SUPPLIED RECORDS section start

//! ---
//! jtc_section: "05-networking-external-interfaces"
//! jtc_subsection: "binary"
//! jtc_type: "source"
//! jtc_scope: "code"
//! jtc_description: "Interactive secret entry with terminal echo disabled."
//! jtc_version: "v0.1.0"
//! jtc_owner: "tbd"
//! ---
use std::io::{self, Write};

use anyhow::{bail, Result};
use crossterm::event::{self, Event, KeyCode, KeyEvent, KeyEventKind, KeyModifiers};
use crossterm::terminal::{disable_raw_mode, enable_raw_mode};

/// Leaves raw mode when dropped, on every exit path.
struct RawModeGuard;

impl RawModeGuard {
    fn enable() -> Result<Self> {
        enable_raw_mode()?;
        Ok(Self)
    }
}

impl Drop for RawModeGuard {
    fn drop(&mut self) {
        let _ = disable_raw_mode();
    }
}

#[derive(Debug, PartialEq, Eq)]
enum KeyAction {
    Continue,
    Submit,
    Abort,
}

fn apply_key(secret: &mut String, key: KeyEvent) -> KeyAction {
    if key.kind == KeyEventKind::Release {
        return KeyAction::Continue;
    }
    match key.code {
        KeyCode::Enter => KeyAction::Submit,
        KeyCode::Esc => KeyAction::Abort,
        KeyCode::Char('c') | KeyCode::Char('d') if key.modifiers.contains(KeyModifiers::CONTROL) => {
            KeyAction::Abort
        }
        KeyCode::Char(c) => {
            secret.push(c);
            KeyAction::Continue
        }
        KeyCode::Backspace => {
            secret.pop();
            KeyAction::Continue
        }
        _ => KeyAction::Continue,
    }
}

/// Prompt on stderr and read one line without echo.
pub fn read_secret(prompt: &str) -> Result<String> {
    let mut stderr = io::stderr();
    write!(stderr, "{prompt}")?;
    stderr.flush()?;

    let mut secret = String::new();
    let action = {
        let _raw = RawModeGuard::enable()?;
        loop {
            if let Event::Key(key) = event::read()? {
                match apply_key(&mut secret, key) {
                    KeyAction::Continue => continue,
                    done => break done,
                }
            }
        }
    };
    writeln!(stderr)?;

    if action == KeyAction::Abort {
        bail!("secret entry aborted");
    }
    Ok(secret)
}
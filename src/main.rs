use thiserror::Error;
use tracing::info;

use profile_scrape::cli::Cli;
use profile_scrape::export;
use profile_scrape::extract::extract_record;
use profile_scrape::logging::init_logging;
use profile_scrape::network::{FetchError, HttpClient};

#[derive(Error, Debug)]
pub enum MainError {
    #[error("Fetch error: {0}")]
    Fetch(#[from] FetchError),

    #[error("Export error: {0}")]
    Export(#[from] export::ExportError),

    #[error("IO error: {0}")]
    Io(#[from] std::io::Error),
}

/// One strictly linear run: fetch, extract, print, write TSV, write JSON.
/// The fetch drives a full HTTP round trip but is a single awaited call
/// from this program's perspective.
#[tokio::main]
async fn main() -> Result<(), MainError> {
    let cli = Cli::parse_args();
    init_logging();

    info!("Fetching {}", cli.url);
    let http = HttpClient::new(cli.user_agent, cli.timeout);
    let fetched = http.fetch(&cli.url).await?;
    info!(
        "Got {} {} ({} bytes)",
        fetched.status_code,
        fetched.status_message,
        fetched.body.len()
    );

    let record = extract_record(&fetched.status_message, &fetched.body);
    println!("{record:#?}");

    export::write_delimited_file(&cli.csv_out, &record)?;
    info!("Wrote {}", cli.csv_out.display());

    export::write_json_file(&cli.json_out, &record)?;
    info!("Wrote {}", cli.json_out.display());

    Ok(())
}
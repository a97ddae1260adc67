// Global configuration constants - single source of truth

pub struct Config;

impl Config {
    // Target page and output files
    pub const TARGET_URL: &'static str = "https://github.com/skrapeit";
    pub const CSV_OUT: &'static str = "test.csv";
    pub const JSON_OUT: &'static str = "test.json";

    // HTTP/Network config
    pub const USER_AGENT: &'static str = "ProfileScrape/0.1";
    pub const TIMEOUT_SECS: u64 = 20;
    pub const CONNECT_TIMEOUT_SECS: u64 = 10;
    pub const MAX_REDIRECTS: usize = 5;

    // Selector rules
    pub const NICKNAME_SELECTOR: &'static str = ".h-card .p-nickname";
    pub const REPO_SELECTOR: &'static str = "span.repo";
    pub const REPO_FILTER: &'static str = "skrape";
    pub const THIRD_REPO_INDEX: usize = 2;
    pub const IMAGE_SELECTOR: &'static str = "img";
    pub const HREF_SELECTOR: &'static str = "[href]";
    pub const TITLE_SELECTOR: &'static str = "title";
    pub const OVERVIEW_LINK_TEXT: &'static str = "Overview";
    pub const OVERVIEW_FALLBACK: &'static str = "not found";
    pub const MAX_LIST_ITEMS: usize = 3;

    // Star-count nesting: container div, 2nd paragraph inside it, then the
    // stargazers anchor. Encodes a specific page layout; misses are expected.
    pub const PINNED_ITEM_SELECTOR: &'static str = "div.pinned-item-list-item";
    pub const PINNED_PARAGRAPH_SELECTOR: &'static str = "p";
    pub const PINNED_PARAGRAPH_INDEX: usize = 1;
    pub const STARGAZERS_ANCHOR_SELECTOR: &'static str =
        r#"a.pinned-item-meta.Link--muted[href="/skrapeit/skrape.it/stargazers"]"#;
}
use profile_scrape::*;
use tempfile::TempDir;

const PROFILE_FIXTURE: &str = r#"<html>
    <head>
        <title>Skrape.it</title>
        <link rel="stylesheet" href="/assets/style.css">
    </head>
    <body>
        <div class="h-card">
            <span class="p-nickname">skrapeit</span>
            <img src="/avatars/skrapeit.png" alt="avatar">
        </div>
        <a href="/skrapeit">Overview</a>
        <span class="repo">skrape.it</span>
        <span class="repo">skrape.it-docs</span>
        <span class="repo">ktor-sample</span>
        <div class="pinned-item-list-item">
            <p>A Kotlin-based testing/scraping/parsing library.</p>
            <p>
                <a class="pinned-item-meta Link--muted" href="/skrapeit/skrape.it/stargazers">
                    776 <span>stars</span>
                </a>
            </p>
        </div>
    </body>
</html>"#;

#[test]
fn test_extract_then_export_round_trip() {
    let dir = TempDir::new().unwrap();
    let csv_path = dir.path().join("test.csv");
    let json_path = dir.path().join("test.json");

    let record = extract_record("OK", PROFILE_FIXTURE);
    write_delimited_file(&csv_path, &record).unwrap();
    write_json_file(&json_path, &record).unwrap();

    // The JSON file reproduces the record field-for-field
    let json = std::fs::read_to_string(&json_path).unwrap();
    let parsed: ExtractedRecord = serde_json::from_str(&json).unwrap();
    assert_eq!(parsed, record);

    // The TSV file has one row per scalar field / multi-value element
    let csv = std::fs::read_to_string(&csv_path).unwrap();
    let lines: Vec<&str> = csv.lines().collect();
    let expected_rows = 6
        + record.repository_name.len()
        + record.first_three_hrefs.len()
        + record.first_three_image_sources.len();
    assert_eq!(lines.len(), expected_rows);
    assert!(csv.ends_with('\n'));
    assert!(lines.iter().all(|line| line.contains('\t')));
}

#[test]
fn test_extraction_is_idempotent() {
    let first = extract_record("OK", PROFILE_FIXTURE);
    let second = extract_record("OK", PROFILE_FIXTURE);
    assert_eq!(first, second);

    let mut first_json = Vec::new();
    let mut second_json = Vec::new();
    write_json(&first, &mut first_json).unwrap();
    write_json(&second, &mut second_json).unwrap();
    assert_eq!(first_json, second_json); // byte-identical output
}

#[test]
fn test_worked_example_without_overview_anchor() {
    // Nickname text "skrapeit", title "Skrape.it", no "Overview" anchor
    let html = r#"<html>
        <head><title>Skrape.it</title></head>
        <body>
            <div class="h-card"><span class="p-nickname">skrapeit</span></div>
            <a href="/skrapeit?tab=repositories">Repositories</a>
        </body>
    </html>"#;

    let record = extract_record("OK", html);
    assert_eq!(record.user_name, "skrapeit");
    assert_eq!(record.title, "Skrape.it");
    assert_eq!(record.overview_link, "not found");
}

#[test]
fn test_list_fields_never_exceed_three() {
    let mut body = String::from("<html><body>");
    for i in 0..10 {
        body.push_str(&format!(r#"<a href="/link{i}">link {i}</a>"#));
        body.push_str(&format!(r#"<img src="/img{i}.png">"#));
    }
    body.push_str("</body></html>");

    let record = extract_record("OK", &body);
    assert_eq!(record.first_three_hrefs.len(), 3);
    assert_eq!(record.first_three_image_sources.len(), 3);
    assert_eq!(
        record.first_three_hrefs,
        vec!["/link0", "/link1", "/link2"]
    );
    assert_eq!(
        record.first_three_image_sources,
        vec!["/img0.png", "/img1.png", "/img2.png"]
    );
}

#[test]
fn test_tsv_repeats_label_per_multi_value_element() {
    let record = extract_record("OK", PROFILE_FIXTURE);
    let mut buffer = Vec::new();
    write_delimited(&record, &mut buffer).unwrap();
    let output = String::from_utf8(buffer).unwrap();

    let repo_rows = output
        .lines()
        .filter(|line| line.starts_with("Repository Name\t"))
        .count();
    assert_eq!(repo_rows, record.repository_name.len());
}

SUPPLIED RECORDS section end

## ASSIGNED TASK
Both the line containing "this program's perspective." and the line containing "and output files" belong in the answer. Print them and every line above that falls between them exactly, and no others.

## ANSWER BOX
/// from this program's perspective.
#[tokio::main]
async fn main() -> Result<(), MainError> {
    let cli = Cli::parse_args();
    init_logging();

    info!("Fetching {}", cli.url);
    let http = HttpClient::new(cli.user_agent, cli.timeout);
    let fetched = http.fetch(&cli.url).await?;
    info!(
        "Got {} {} ({} bytes)",
        fetched.status_code,
        fetched.status_message,
        fetched.body.len()
    );

    let record = extract_record(&fetched.status_message, &fetched.body);
    println!("{record:#?}");

    export::write_delimited_file(&cli.csv_out, &record)?;
    info!("Wrote {}", cli.csv_out.display());

    export::write_json_file(&cli.json_out, &record)?;
    info!("Wrote {}", cli.json_out.display());

    Ok(())
}
repository a97ddae1260adc67
// Global configuration constants - single source of truth

pub struct Config;

impl Config {
    // Target page and output files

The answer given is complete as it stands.